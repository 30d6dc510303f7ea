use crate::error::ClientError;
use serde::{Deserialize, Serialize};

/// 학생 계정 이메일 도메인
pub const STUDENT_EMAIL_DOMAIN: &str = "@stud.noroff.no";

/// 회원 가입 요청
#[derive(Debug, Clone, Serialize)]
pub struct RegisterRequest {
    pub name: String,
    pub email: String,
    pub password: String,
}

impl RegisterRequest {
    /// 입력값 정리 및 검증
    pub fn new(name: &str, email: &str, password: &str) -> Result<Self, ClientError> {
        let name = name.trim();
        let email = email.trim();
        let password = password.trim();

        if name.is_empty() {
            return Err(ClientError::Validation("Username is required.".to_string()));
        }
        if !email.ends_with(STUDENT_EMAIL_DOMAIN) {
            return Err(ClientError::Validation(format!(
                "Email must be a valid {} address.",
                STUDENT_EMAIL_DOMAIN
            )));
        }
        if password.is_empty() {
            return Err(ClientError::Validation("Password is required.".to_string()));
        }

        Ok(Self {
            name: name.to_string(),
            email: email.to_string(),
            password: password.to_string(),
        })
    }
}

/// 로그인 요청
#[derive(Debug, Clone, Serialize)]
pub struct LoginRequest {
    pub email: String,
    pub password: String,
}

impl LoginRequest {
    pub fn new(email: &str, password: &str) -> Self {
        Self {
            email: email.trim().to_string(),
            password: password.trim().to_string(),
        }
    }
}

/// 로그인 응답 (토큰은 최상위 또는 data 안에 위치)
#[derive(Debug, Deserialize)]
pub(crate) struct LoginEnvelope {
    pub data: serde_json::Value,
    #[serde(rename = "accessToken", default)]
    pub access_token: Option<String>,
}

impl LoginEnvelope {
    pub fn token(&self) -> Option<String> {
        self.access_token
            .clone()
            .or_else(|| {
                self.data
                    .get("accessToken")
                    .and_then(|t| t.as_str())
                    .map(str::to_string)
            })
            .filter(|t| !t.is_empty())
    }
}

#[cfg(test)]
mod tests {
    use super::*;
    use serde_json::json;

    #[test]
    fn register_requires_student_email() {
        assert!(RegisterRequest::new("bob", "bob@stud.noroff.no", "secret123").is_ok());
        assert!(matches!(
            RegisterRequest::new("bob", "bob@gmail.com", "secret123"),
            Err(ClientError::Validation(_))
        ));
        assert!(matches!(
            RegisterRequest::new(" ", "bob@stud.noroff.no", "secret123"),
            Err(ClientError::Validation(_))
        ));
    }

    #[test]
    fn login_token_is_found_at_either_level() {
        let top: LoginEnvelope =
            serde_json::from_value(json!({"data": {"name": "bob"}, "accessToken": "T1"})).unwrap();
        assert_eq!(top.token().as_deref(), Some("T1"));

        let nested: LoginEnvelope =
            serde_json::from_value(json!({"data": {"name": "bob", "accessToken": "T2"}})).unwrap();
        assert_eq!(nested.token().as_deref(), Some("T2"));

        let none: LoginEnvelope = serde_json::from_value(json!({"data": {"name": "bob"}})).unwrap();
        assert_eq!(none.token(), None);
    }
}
────────────────────
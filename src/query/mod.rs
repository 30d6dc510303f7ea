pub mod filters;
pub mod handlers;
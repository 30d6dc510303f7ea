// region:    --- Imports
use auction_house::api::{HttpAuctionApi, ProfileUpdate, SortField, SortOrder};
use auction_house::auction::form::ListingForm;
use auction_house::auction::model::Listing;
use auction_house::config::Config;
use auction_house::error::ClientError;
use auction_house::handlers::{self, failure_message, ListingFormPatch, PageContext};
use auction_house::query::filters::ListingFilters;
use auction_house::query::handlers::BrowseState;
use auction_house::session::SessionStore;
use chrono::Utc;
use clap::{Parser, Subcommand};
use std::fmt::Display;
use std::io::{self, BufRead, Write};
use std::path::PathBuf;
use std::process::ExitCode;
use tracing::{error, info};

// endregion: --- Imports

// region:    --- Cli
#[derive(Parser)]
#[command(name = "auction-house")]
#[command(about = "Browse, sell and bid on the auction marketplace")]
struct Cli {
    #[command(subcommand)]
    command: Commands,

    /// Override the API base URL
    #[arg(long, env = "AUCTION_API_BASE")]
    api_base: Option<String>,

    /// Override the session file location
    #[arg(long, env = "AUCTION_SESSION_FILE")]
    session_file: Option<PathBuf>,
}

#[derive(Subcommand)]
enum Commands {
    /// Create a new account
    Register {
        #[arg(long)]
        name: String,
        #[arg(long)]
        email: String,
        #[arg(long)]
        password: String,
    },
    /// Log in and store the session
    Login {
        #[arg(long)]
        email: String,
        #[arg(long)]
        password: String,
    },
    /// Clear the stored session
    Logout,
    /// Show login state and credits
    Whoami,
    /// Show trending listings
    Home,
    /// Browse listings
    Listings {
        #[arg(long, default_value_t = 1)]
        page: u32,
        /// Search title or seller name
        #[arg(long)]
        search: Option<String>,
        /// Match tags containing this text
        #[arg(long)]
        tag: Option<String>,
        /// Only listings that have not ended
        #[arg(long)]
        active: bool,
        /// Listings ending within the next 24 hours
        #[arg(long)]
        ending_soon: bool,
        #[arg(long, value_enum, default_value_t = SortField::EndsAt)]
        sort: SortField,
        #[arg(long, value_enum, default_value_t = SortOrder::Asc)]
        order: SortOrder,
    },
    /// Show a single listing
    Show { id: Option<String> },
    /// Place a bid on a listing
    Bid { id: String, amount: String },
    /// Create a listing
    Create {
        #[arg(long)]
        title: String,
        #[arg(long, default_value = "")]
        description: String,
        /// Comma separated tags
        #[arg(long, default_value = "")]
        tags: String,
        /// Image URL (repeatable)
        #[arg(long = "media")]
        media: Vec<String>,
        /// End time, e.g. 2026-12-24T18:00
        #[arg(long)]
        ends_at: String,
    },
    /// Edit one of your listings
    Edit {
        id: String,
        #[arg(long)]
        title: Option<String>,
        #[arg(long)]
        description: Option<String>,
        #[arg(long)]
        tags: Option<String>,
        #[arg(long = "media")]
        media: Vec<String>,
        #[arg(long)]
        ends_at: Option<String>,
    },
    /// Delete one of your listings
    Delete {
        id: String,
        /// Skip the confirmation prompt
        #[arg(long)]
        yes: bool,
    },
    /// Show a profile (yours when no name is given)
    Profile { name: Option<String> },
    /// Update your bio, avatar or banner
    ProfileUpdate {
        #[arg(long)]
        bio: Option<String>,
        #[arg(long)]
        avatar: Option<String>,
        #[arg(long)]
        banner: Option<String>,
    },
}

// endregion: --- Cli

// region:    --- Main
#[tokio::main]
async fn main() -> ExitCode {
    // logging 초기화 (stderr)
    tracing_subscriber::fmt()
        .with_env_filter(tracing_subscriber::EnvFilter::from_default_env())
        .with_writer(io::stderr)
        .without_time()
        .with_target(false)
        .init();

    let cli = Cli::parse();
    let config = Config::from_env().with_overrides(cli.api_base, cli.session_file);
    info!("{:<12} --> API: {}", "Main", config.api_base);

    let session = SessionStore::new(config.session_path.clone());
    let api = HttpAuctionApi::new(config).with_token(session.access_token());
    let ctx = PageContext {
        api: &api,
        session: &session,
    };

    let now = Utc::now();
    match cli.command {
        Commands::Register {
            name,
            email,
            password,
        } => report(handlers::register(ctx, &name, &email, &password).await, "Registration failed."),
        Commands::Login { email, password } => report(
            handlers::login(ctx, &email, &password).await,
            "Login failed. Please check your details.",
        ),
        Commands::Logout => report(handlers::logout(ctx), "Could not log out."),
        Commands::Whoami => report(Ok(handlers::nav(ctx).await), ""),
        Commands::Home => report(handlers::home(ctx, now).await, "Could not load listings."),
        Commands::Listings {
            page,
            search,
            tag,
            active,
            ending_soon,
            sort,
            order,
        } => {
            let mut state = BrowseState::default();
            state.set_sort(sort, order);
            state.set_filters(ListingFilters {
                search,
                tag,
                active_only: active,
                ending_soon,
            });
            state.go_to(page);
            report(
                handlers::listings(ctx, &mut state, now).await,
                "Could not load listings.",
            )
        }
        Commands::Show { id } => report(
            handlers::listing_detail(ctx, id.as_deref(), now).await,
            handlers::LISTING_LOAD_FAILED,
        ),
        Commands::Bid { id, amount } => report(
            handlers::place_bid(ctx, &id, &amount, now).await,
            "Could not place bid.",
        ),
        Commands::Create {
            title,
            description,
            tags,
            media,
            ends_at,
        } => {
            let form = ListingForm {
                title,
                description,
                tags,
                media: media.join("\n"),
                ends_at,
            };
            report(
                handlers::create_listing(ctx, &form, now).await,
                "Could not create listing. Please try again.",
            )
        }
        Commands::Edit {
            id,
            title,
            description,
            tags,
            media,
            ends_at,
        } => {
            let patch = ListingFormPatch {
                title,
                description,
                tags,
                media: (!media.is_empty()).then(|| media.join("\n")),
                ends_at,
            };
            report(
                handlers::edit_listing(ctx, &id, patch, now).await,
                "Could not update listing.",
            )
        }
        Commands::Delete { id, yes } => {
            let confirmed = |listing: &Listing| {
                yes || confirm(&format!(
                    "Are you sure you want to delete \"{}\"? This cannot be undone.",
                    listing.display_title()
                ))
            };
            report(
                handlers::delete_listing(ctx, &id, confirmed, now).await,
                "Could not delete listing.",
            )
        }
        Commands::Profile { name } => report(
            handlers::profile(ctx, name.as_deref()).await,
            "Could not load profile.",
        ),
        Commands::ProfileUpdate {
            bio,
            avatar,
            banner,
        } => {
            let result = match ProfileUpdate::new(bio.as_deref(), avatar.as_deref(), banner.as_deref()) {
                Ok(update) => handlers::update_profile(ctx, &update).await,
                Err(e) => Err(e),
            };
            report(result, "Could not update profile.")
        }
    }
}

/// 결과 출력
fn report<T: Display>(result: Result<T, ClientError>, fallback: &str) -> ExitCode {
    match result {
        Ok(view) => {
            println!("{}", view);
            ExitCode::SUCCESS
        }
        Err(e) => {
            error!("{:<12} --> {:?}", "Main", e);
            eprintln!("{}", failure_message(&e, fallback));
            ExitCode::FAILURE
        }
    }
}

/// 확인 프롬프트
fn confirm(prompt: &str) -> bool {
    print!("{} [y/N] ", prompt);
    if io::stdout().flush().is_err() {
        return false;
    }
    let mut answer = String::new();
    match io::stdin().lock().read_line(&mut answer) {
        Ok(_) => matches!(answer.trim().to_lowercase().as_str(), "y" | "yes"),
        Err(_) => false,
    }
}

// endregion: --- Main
────────────────────
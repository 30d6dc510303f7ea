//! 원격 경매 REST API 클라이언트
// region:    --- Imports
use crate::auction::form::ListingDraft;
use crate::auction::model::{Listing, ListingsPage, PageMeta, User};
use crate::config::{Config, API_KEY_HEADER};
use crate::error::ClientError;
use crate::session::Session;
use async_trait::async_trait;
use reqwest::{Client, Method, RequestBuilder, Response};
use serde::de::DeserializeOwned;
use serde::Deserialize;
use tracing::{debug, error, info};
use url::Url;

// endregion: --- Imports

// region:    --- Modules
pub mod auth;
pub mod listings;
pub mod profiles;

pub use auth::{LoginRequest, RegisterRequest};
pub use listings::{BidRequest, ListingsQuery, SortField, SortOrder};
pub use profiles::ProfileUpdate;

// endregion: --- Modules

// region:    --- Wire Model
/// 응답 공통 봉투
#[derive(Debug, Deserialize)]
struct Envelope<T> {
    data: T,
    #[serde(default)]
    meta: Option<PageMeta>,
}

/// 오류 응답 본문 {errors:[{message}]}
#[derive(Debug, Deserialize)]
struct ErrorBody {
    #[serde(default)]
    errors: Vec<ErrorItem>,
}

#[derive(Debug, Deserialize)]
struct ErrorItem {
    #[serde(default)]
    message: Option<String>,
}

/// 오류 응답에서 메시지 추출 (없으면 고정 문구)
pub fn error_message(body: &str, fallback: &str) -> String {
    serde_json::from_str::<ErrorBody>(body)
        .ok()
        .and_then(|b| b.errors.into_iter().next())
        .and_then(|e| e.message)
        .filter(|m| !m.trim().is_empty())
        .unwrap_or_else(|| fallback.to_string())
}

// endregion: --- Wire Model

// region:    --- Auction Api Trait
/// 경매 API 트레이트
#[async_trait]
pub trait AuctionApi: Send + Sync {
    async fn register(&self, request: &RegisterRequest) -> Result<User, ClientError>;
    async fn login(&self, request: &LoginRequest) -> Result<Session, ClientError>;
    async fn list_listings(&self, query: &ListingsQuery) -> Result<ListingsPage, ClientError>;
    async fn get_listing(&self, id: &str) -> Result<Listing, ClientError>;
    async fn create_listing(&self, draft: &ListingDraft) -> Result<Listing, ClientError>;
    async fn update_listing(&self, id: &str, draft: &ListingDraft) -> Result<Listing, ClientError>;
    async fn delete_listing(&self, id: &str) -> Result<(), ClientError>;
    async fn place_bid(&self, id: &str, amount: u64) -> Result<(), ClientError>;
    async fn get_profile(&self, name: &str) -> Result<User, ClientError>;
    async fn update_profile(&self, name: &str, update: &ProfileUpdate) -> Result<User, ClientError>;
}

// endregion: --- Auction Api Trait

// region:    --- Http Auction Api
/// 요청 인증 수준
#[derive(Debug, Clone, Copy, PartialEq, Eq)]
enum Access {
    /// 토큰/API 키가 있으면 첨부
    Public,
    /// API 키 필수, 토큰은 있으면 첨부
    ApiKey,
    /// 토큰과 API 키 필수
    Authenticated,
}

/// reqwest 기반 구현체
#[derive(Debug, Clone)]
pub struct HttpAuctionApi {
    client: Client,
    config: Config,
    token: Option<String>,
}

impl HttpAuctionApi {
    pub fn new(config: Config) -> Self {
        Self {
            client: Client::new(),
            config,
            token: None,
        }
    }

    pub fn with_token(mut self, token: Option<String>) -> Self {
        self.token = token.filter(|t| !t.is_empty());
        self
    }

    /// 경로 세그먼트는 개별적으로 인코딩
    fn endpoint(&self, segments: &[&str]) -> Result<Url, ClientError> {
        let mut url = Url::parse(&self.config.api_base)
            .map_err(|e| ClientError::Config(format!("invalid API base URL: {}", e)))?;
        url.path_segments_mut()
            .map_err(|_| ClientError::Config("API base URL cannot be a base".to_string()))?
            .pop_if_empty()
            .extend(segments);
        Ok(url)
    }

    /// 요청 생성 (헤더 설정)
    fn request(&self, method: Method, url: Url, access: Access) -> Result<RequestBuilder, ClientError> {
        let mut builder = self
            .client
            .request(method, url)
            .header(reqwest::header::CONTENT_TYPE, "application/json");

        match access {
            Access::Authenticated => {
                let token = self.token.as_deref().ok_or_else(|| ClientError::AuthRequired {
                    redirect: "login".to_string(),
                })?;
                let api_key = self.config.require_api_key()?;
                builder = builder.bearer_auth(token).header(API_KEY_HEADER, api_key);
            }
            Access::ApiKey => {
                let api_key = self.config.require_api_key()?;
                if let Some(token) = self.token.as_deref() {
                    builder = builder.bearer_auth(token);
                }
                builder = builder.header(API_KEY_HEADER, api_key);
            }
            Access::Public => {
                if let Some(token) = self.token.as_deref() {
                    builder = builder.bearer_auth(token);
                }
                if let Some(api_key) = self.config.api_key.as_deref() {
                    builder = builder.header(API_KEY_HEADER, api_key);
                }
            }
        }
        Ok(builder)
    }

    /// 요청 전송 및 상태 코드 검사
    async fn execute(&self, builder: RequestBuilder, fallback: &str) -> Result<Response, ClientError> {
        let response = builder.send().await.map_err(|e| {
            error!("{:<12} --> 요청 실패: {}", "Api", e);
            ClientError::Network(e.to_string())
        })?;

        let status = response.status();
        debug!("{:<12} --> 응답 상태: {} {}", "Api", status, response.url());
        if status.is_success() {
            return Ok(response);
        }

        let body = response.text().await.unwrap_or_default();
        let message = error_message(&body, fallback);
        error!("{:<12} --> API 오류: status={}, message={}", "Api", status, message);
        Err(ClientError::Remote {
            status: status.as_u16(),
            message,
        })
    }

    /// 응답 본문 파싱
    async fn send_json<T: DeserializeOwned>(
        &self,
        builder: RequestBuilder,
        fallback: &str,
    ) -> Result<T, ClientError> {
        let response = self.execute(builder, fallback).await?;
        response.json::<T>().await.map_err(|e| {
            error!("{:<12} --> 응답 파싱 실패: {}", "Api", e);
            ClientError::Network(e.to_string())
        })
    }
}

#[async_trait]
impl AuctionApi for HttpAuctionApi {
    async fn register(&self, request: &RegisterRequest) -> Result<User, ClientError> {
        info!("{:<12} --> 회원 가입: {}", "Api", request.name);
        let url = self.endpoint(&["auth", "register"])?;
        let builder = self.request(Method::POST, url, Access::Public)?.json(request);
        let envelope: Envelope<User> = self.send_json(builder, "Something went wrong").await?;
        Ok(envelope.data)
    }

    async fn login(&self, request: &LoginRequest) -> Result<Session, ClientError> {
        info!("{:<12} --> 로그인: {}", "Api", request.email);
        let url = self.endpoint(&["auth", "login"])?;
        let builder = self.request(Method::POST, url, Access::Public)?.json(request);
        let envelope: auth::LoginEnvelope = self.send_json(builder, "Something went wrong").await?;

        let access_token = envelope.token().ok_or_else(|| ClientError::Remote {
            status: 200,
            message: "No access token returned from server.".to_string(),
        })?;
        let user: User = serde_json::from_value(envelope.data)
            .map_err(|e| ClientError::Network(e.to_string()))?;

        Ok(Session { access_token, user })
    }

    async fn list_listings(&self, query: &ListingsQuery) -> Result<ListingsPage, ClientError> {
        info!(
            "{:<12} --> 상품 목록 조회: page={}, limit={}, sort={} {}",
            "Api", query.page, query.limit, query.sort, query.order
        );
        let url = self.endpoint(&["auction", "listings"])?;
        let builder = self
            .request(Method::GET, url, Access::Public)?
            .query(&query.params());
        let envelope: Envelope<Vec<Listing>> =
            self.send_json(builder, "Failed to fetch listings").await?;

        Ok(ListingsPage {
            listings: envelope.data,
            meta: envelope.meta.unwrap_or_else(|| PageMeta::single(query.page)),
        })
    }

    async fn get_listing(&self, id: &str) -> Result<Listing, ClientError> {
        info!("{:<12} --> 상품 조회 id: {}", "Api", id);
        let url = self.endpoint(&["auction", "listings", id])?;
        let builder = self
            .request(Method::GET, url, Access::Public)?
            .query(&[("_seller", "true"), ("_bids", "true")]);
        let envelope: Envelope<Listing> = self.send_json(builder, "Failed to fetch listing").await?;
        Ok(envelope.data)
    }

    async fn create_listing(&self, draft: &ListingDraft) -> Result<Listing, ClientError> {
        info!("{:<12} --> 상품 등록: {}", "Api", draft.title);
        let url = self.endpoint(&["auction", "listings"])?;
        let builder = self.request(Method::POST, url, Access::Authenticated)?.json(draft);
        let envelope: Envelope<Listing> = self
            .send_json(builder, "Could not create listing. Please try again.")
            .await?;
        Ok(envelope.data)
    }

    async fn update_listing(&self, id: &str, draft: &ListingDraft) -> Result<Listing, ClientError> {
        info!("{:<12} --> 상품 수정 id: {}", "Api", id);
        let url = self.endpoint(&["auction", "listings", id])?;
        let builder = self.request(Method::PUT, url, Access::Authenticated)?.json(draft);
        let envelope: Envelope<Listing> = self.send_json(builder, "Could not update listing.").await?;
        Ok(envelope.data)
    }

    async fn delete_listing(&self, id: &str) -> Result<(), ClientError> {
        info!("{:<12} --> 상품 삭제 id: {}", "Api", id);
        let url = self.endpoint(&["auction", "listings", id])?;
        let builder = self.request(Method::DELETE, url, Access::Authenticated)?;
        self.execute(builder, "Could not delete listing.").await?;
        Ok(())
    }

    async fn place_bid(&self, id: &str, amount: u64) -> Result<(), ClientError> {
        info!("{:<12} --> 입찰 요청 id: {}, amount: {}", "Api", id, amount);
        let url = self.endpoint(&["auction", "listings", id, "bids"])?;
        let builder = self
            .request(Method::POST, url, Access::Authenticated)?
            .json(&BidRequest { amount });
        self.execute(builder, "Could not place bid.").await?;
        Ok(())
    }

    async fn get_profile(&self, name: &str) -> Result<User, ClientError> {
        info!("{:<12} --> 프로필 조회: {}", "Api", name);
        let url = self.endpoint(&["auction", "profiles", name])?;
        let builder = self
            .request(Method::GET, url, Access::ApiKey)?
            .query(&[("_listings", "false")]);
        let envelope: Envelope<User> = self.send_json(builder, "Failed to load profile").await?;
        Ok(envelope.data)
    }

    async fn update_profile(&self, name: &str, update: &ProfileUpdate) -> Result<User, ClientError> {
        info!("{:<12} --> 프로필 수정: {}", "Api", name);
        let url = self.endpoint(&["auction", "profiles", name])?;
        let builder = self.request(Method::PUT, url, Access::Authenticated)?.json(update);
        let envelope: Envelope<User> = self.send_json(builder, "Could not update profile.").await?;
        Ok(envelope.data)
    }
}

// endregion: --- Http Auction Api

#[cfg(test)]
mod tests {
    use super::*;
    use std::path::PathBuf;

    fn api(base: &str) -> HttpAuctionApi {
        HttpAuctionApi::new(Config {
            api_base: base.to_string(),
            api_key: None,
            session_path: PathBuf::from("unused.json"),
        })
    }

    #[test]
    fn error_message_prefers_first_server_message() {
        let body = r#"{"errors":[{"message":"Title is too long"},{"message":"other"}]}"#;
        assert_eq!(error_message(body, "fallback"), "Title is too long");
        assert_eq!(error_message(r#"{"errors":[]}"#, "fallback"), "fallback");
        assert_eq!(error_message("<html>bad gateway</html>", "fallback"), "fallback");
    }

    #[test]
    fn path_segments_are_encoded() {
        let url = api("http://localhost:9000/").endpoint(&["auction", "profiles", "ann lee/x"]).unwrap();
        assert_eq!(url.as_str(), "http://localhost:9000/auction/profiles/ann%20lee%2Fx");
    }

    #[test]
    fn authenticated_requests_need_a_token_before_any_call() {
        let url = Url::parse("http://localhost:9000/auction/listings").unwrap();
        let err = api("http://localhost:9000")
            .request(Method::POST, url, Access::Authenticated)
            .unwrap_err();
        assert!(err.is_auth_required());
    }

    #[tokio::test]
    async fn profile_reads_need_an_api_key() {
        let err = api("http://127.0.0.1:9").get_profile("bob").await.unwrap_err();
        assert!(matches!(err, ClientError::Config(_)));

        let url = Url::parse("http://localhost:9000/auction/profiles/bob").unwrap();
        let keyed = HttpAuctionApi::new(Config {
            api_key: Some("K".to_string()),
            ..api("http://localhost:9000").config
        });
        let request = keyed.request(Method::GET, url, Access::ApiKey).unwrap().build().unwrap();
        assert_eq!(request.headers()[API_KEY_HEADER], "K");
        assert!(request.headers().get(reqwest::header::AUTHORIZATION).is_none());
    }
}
────────────────────
A single number, please: how many lines in the data above contain the string "Parser"?

*Output of the task:*
2